Es ist an einem Tag, mitten in der Woche, und es ist arschkalt. Ich steige ins Auto.

Ich will zu einer Trauerfeier, eine Rede halten. Als ich den Schlüssel umdrehe und den Motor anlasse, erscheint im Display sofort das Symbol für Glatteis.

Ich fasse das Lenkrad an und ich denke für einen Augenblick, dass ich mit den Händen daran kleben bleibe.

Innerlich bin ich angespannt. Es wird eine grosse Rede werden. Die Familie ist sehr gross und weitverzweigt.

Ich habe tagelang am Text gefeilt. Schliesslich habe ich noch eine Excel-Tabelle angefertigt, um bei den Namen durchzusehen. Es ist wichtig, dass die Details stimmen.

Das ist meine Art, meine Wertschätzung gegenüber der Familie auszudrücken. Trauer ist für die Angehörigen eine andere Form der Liebe, die fortgeführt wird, nur dass sie nun noch von viel Schmerz begleitet wird.

 

Wenn ich mit den Hinterbliebenen ins Gespräch gekommen bin, dann offenbaren sie mir viele Details, und es ist, als würden sie die Geschichte ihrer Familie erzählen.

Sie merken, dass ich interessiert zuhöre.
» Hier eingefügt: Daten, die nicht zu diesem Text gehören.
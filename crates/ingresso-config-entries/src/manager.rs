//! Config Entries Manager
//!
//! Manages the lifecycle of configuration entries.

use std::sync::Arc;

use async_trait::async_trait;
use chrono::Utc;
use dashmap::DashMap;
use serde::{Deserialize, Serialize};
use thiserror::Error;
use tokio::sync::Mutex;
use tracing::{debug, error, info, warn};

use crate::config::{migrate_data, CONFIG_ENTRY_VERSION};
use crate::entry::{ConfigEntry, ConfigEntryState, ConfigEntryUpdate};
use crate::state_machine::InvalidTransition;
use crate::storage::{Storable, Storage, StorageError};

/// Storage key for config entries
pub const STORAGE_KEY: &str = "core.config_entries";
/// Current storage version
pub const STORAGE_VERSION: u32 = 1;
/// Current minor version
pub const STORAGE_MINOR_VERSION: u32 = 1;

/// Reason recorded on an entry whose setup was escalated to an auth failure
pub const REASON_AUTH_FAILED: &str = "auth_failed";

/// Config entries errors
#[derive(Debug, Error)]
pub enum ConfigEntriesError {
    #[error("Entry not found: {0}")]
    NotFound(String),

    #[error("Invalid entry data: {0}")]
    InvalidData(String),

    #[error("Entry {entry_id} needs to be reconfigured: {reason}")]
    AuthFailed { entry_id: String, reason: String },

    #[error("Setup failed: {0}")]
    SetupFailed(String),

    #[error(transparent)]
    InvalidTransition(#[from] InvalidTransition),

    #[error("Storage error: {0}")]
    Storage(#[from] StorageError),
}

pub type ConfigEntriesResult<T> = Result<T, ConfigEntriesError>;

/// Failure reported by a [`SetupHandler`]
#[derive(Debug, Error)]
pub enum SetupError {
    /// The entry cannot work until the user reconfigures it
    #[error("authentication failed: {0}")]
    AuthFailed(String),

    #[error("{0}")]
    Failed(String),
}

/// Integration hooks called when an entry is set up or unloaded
#[async_trait]
pub trait SetupHandler: Send + Sync {
    async fn setup_entry(&self, entry: &ConfigEntry) -> Result<(), SetupError>;

    /// Tear down what `setup_entry` created; `false` reports a failed unload
    async fn unload_entry(&self, entry: &ConfigEntry) -> bool;
}

/// Config entries data for storage
#[derive(Debug, Clone, Default, Serialize, Deserialize)]
pub struct ConfigEntriesData {
    /// All config entries
    pub entries: Vec<ConfigEntry>,
}

impl Storable for ConfigEntriesData {
    const KEY: &'static str = STORAGE_KEY;
    const VERSION: u32 = STORAGE_VERSION;
    const MINOR_VERSION: u32 = STORAGE_MINOR_VERSION;
}

/// Config Entries Manager
///
/// Manages the lifecycle of configuration entries including:
/// - Loading/saving from storage, with data migration on load
/// - Entry creation, update and removal
/// - Setup/unload through the integration's [`SetupHandler`]
pub struct ConfigEntries {
    /// Storage backend
    storage: Arc<Storage>,

    /// Domain whose entries get migrated and set up
    domain: String,

    /// entry_id -> ConfigEntry
    entries: DashMap<String, ConfigEntry>,

    /// Serializes setup/unload
    setup_lock: Mutex<()>,

    /// Serializes writes of the storage file
    save_lock: Mutex<()>,

    /// Integration setup hooks
    handler: Option<Arc<dyn SetupHandler>>,
}

impl ConfigEntries {
    /// Create a new config entries manager for `domain`
    pub fn new(storage: Arc<Storage>, domain: impl Into<String>) -> Self {
        Self {
            storage,
            domain: domain.into(),
            entries: DashMap::new(),
            setup_lock: Mutex::new(()),
            save_lock: Mutex::new(()),
            handler: None,
        }
    }

    /// Attach the integration's setup hooks
    pub fn with_handler(mut self, handler: Arc<dyn SetupHandler>) -> Self {
        self.handler = Some(handler);
        self
    }

    pub fn domain(&self) -> &str {
        &self.domain
    }

    /// Load entries from storage
    ///
    /// Entries of this domain are normalized to the current data schema.
    /// Entries whose data cannot be normalized are kept but marked
    /// `MigrationError`. Migrated entries are written back.
    pub async fn load(&self) -> ConfigEntriesResult<()> {
        let Some(file) = self.storage.load::<ConfigEntriesData>().await? else {
            return Ok(());
        };

        info!(
            "Loading {} config entries from storage (v{}.{})",
            file.data.entries.len(),
            file.version,
            file.minor_version
        );

        let mut migrated = 0usize;
        for mut entry in file.data.entries {
            if entry.domain == self.domain {
                debug!("Migrating entry {} from version {}", entry.entry_id, entry.version);
                match migrate_data(&entry.data) {
                    Ok(data) => {
                        if data != entry.data || entry.version != CONFIG_ENTRY_VERSION {
                            entry.data = data;
                            entry.version = CONFIG_ENTRY_VERSION;
                            entry.modified_at = Utc::now();
                            migrated += 1;
                        }
                    }
                    Err(e) => {
                        error!("Migration failed for entry {}: {}", entry.entry_id, e);
                        entry.try_set_state(ConfigEntryState::MigrationError, Some(e.to_string()))?;
                    }
                }
            }
            self.entries.insert(entry.entry_id.clone(), entry);
        }

        if migrated > 0 {
            info!("Migrated {} config entries", migrated);
            self.save().await?;
        }
        Ok(())
    }

    /// Save entries to storage
    pub async fn save(&self) -> ConfigEntriesResult<()> {
        let _lock = self.save_lock.lock().await;
        let mut entries: Vec<ConfigEntry> = self.entries.iter().map(|r| r.value().clone()).collect();
        entries.sort_by(|a, b| a.created_at.cmp(&b.created_at));

        self.storage.save(&ConfigEntriesData { entries }).await?;
        debug!("Saved {} config entries to storage", self.entries.len());
        Ok(())
    }

    /// Get an entry by ID
    pub fn get(&self, entry_id: &str) -> Option<ConfigEntry> {
        self.entries.get(entry_id).map(|r| r.value().clone())
    }

    /// All entries, oldest first
    pub fn entries(&self) -> Vec<ConfigEntry> {
        let mut entries: Vec<ConfigEntry> = self.entries.iter().map(|r| r.value().clone()).collect();
        entries.sort_by(|a, b| a.created_at.cmp(&b.created_at));
        entries
    }

    /// Add a new config entry
    pub async fn add(&self, entry: ConfigEntry) -> ConfigEntriesResult<ConfigEntry> {
        self.entries.insert(entry.entry_id.clone(), entry.clone());
        self.save().await?;

        info!(
            "Added config entry: {} ({}) [{}]",
            entry.title, entry.domain, entry.entry_id
        );

        Ok(entry)
    }

    /// Update an existing entry
    pub async fn update(
        &self,
        entry_id: &str,
        update: ConfigEntryUpdate,
    ) -> ConfigEntriesResult<ConfigEntry> {
        let updated = {
            let mut entry = self
                .entries
                .get_mut(entry_id)
                .ok_or_else(|| ConfigEntriesError::NotFound(entry_id.to_string()))?;

            if let Some(title) = update.title {
                entry.title = title;
            }
            if let Some(data) = update.data {
                entry.data = data;
            }
            entry.modified_at = Utc::now();
            entry.clone()
        };

        self.save().await?;

        debug!("Updated config entry: {}", entry_id);
        Ok(updated)
    }

    /// Remove an entry, unloading it first when loaded
    pub async fn remove(&self, entry_id: &str) -> ConfigEntriesResult<ConfigEntry> {
        self.unload(entry_id).await?;

        let (_, entry) = self
            .entries
            .remove(entry_id)
            .ok_or_else(|| ConfigEntriesError::NotFound(entry_id.to_string()))?;
        self.save().await?;

        info!(
            "Removed config entry: {} ({}) [{}]",
            entry.title, entry.domain, entry_id
        );

        Ok(entry)
    }

    /// Validate and apply a state transition
    fn transition(
        &self,
        entry_id: &str,
        state: ConfigEntryState,
        reason: Option<String>,
    ) -> ConfigEntriesResult<()> {
        let mut entry = self
            .entries
            .get_mut(entry_id)
            .ok_or_else(|| ConfigEntriesError::NotFound(entry_id.to_string()))?;
        entry.try_set_state(state, reason)?;
        debug!("Entry {} state changed to {:?}", entry_id, state);
        Ok(())
    }

    /// Setup an entry (call the integration's setup hook)
    ///
    /// A hook failure of kind `AuthFailed` leaves the entry in `SetupError`
    /// with reason [`REASON_AUTH_FAILED`] and returns
    /// [`ConfigEntriesError::AuthFailed`]: the entry must be reconfigured.
    pub async fn setup(&self, entry_id: &str) -> ConfigEntriesResult<()> {
        let _lock = self.setup_lock.lock().await;

        let entry = self
            .get(entry_id)
            .ok_or_else(|| ConfigEntriesError::NotFound(entry_id.to_string()))?;

        self.transition(entry_id, ConfigEntryState::SetupInProgress, None)?;

        let Some(handler) = self.handler.clone() else {
            self.transition(entry_id, ConfigEntryState::Loaded, None)?;
            debug!("No setup handler for domain {}, marking as loaded", entry.domain);
            return Ok(());
        };

        match handler.setup_entry(&entry).await {
            Ok(()) => {
                self.transition(entry_id, ConfigEntryState::Loaded, None)?;
                info!("Setup completed for entry: {} ({})", entry.title, entry_id);
                Ok(())
            }
            Err(SetupError::AuthFailed(reason)) => {
                warn!(
                    "Setup of entry {} failed, reconfiguration required: {}",
                    entry_id, reason
                );
                self.transition(
                    entry_id,
                    ConfigEntryState::SetupError,
                    Some(REASON_AUTH_FAILED.to_string()),
                )?;
                Err(ConfigEntriesError::AuthFailed {
                    entry_id: entry_id.to_string(),
                    reason,
                })
            }
            Err(SetupError::Failed(reason)) => {
                warn!("Setup failed for entry {}: {}", entry_id, reason);
                self.transition(entry_id, ConfigEntryState::SetupError, Some(reason.clone()))?;
                Err(ConfigEntriesError::SetupFailed(reason))
            }
        }
    }

    /// Unload an entry; entries that are not set up are left alone
    pub async fn unload(&self, entry_id: &str) -> ConfigEntriesResult<()> {
        let _lock = self.setup_lock.lock().await;

        let entry = self
            .get(entry_id)
            .ok_or_else(|| ConfigEntriesError::NotFound(entry_id.to_string()))?;

        if !matches!(
            entry.state,
            ConfigEntryState::Loaded | ConfigEntryState::SetupError
        ) {
            debug!("Entry {} not set up ({:?}), nothing to unload", entry_id, entry.state);
            return Ok(());
        }

        self.transition(entry_id, ConfigEntryState::UnloadInProgress, None)?;

        if let Some(handler) = self.handler.clone() {
            if !handler.unload_entry(&entry).await {
                warn!("Unload hook reported failure for entry {}", entry_id);
            }
        }

        self.transition(entry_id, ConfigEntryState::NotLoaded, None)?;
        info!("Unloaded entry: {} ({})", entry.title, entry_id);
        Ok(())
    }

    /// Reload an entry (unload + setup)
    pub async fn reload(&self, entry_id: &str) -> ConfigEntriesResult<()> {
        self.unload(entry_id).await?;
        self.setup(entry_id).await
    }

    /// Setup every entry of this domain that is not set up yet
    pub async fn setup_all(&self) -> Vec<(String, ConfigEntriesResult<()>)> {
        let mut results = Vec::new();

        for entry in self.entries() {
            if entry.domain != self.domain || entry.state != ConfigEntryState::NotLoaded {
                continue;
            }
            let result = self.setup(&entry.entry_id).await;
            results.push((entry.entry_id, result));
        }

        results
    }

    /// Get count of entries
    pub fn len(&self) -> usize {
        self.entries.len()
    }

    /// Check if empty
    pub fn is_empty(&self) -> bool {
        self.entries.is_empty()
    }
}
Ich bekomme das Gefühl, dass sie nun ihren Schmerz ein wenig kanalisieren können, und er dadurch für einen Moment vielleicht in den Hintergrund gerät.

„Die Rede ist das eine, aber Sie sollten viel über Ihren Vater sprechen, sich an die kleinen, die lustigen Episoden erinnern“, habe ich der Familie gesagt.

Mir wird in solchen Augenblicken selbst klar, dass es nie die grossen Dinge sind, die letztlich eine Familie ausmachen, sondern die kleinen Erinnerungen.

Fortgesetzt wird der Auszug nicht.